> [What you need to do] Reproduce each line from the records that holds "raised".

[Saved entries]
--- START ---

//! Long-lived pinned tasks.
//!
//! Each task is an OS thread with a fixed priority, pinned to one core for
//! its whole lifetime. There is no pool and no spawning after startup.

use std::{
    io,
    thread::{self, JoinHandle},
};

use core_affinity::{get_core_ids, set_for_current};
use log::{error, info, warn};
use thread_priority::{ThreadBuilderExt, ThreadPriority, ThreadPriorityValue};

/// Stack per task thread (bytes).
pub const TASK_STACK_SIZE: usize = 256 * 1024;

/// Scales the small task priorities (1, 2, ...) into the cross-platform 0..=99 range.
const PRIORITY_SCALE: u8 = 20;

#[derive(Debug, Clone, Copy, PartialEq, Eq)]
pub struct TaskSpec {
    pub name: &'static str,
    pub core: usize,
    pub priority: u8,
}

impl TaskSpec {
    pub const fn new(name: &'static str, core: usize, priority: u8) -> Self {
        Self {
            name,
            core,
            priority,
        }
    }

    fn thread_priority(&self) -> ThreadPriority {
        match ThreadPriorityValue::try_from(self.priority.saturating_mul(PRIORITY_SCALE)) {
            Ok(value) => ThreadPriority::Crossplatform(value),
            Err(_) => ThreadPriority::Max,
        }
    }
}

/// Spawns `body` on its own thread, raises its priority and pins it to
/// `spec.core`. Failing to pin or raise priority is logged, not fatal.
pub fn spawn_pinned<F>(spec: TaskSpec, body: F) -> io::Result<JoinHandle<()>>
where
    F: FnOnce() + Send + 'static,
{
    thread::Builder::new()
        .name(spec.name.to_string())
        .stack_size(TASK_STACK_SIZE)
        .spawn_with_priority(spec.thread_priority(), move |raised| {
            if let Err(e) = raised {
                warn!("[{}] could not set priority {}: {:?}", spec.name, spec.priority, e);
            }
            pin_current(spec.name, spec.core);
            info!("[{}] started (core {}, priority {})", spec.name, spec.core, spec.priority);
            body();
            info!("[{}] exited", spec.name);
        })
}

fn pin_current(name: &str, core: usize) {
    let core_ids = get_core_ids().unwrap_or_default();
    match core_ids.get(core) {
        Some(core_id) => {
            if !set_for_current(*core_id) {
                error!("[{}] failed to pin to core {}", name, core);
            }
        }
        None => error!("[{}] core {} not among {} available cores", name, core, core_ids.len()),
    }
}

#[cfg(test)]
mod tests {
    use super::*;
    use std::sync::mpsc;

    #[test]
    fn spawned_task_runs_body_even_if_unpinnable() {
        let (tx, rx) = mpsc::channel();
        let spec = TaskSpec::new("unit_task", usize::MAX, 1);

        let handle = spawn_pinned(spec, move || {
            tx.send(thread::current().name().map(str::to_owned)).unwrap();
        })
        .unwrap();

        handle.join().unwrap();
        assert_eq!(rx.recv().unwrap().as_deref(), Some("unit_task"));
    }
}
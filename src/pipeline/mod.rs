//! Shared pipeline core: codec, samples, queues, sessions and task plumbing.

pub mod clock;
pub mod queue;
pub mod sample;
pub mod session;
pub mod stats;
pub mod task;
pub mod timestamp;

--- END ---

> [Task answer]
        .spawn_with_priority(spec.thread_priority(), move |raised| {
            if let Err(e) = raised {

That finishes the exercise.